Nei limiti del possibile ai rieducandi veniva offerto quello a cui aveva diritto tutto il popolo: istruzione, scuola di Partito, asili nido per le detenute con prole, rappresentazioni teatrali, lettura e pubblicazioni di giornali. Il "Perekovka" (Rieducazione) ad esempio era scritto e pubblicato dai detenuti del canale Moscova-Volga, un progetto partito sulla scia del successo del canale del Mar Bianco, e vi si trovavano anche rubriche di dibattito e di proteste allo scopo di migliorare le condizioni di vita dei campi e la loro direzione. Dopo la morte di Stalin il caos e la disorganizzazione presero a dilagare nei Gulag. A Beria, che per assecondare il rinnegato e traditore Krusciov avallò l'idea dell'inutilità del lavoro collettivo coatto, la situazione sfuggì ben presto di mano. Rivolte e scioperi si susseguirono in tutti i campi del Paese, tanto che ci fu il ricorso ripetuto all'uso delle armi fino all'impiego dei carri armati contro gli insorti. I detenuti più attivi nelle sommosse erano quelli antisovietici: "fratelli della foresta" baltici, militanti nazionalisti ucraini, soldati dell'armata del generale Vlasov (che aveva collaborato attivamente con Hitler), membri di sette religiose. Con Krusciov i Gulag persero il loro significato originale. Non avevano più uno scopo rieducativo ma unicamente repressivo, gestiti con metodi arbitrari e clientelari.

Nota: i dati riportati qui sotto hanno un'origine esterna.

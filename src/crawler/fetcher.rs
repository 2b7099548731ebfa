//! HTTP fetching with retry, backoff, and politeness pauses
//!
//! This module handles all HTTP requests for the crawler, including:
//! - Building HTTP clients with browser-like user agent strings
//! - GET requests with bounded retry and randomized exponential backoff
//! - Politeness pauses between successive page fetches
//! - Best-effort archiving of raw response bodies

use crate::config::CrawlerConfig;
use crate::crawler::FetchError;
use reqwest::Client;
use std::path::PathBuf;
use std::time::Duration;
use tracing::{debug, warn};

/// Builds an HTTP client from the crawler configuration
///
/// # Arguments
///
/// * `config` - The crawler section of the configuration
///
/// # Returns
///
/// * `Ok(Client)` - Successfully built HTTP client
/// * `Err(reqwest::Error)` - Failed to build client
pub fn build_http_client(config: &CrawlerConfig) -> Result<Client, reqwest::Error> {
    Client::builder()
        .user_agent(config.user_agent.clone())
        .connect_timeout(Duration::from_secs(config.connect_timeout_secs))
        .timeout(Duration::from_secs(config.read_timeout_secs))
        .gzip(true)
        .brotli(true)
        .build()
}

/// Rate-limited page fetcher
///
/// One `Fetcher` serves a whole crawl. Requests are issued one at a time;
/// the politeness pause between pages is the caller's to insert via
/// [`Fetcher::pause`].
pub struct Fetcher {
    client: Client,
    retry_attempts: u32,
    backoff_cap_secs: u64,
    min_pause_ms: u64,
    max_pause_ms: u64,
    archive_dir: Option<PathBuf>,
}

impl Fetcher {
    /// Creates a fetcher from the crawler configuration.
    ///
    /// # Arguments
    ///
    /// * `config` - The crawler section of the configuration
    /// * `archive_dir` - Directory for raw HTML snapshots, or `None` to
    ///   skip archiving
    pub fn from_config(
        config: &CrawlerConfig,
        archive_dir: Option<PathBuf>,
    ) -> Result<Self, reqwest::Error> {
        Ok(Self {
            client: build_http_client(config)?,
            retry_attempts: config.retry_attempts,
            backoff_cap_secs: config.backoff_cap_secs,
            min_pause_ms: config.min_pause_ms,
            max_pause_ms: config.max_pause_ms,
            archive_dir,
        })
    }

    /// Fetches `url` and returns its body text.
    ///
    /// Non-2xx statuses and transport failures both count as failed
    /// attempts. Up to `retry-attempts` attempts are made; between
    /// attempts the fetcher sleeps a random interval drawn from an
    /// exponentially widening window capped at `backoff-cap-secs`.
    /// A zero cap skips the sleep entirely.
    ///
    /// # Arguments
    ///
    /// * `url` - The URL to fetch
    ///
    /// # Returns
    ///
    /// * `Ok(String)` - Response body of the first successful attempt
    /// * `Err(FetchError)` - The failure of the final attempt
    pub async fn fetch(&self, url: &str) -> Result<String, FetchError> {
        let mut attempt = 1;
        loop {
            debug!(url, attempt, "fetching page");
            let error = match self.try_fetch(url).await {
                Ok(body) => return Ok(body),
                Err(e) => e,
            };

            if attempt >= self.retry_attempts {
                warn!(url, attempt, "fetch failed, attempts exhausted: {error}");
                return Err(error);
            }

            let wait_ms = random_backoff_ms(attempt, self.backoff_cap_secs);
            warn!(url, attempt, wait_ms, "fetch failed, retrying: {error}");
            if wait_ms > 0 {
                tokio::time::sleep(Duration::from_millis(wait_ms)).await;
            }
            attempt += 1;
        }
    }

    async fn try_fetch(&self, url: &str) -> Result<String, FetchError> {
        let response = self
            .client
            .get(url)
            .send()
            .await
            .map_err(|source| FetchError::Transport {
                url: url.to_string(),
                source,
            })?;

        let status = response.status();
        if !status.is_success() {
            return Err(FetchError::Status {
                url: url.to_string(),
                status: status.as_u16(),
            });
        }

        response.text().await.map_err(|source| FetchError::Transport {
            url: url.to_string(),
            source,
        })
    }

    /// Sleeps a random politeness interval between page fetches.
    ///
    /// The interval is uniform over `min-pause-ms..=max-pause-ms`.
    /// A zero maximum skips the sleep, which keeps tests fast.
    pub async fn pause(&self) {
        if self.max_pause_ms == 0 {
            return;
        }
        let wait_ms = random_in_range(self.min_pause_ms, self.max_pause_ms);
        debug!(wait_ms, "politeness pause");
        tokio::time::sleep(Duration::from_millis(wait_ms)).await;
    }

    /// Writes a raw response body under the archive directory.
    ///
    /// Archiving is best-effort: failures are logged and swallowed so a
    /// full disk never aborts a crawl.
    pub fn archive(&self, file_name: &str, body: &str) {
        let Some(dir) = &self.archive_dir else {
            return;
        };
        if let Err(e) = std::fs::create_dir_all(dir)
            .and_then(|_| std::fs::write(dir.join(file_name), body))
        {
            warn!(file_name, "could not archive raw page: {e}");
        }
    }
}

/// Backoff wait before retry `attempt` (1-based), in milliseconds.
///
/// Drawn uniformly from `0..=min(2^attempt, cap)` seconds, the widening
/// window keeping concurrent crawlers from retrying in lockstep.
fn random_backoff_ms(attempt: u32, cap_secs: u64) -> u64 {
    let window_secs = backoff_window_secs(attempt, cap_secs);
    if window_secs == 0 {
        return 0;
    }
    random_in_range(0, window_secs * 1000)
}

fn backoff_window_secs(attempt: u32, cap_secs: u64) -> u64 {
    // 2^attempt, saturating well past any realistic cap
    let exponential = 1u64.checked_shl(attempt).unwrap_or(u64::MAX);
    exponential.min(cap_secs)
}

fn random_in_range(low: u64, high: u64) -> u64 {
    use rand::Rng;
    rand::rng().random_range(low..=high)
}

Il rilascio dei prigionieri politici iniziò nel 1954 e si diffuse, accompagnandosi alle riabilitazioni di massa, dopo il colpo di Stato di Krusciov al XX Congresso del PCUS del 1956. Ufficialmente i Gulag furono soppressi dall'ordinanza del 25 gennaio 1960 del ministero degli interni sovietico.

Applicazione errata della giusta linea dei Gulag
Era naturale che nel corso di un'esperienza talmente inedita quale fu il Gulag venissero commessi degli errori. Questo lo avevano messo in conto Lenin prima e Stalin poi. Tuttavia in Urss si ripropose ciclicamente un'applicazione errata della giusta linea dei Gulag. Niente di particolarmente diverso da quanto avveniva nella società socialista sovietica, dove imperava ancora la lotta di classe tra proletariato al potere e borghesia spodestata, tra rivoluzionari e controrivoluzionari.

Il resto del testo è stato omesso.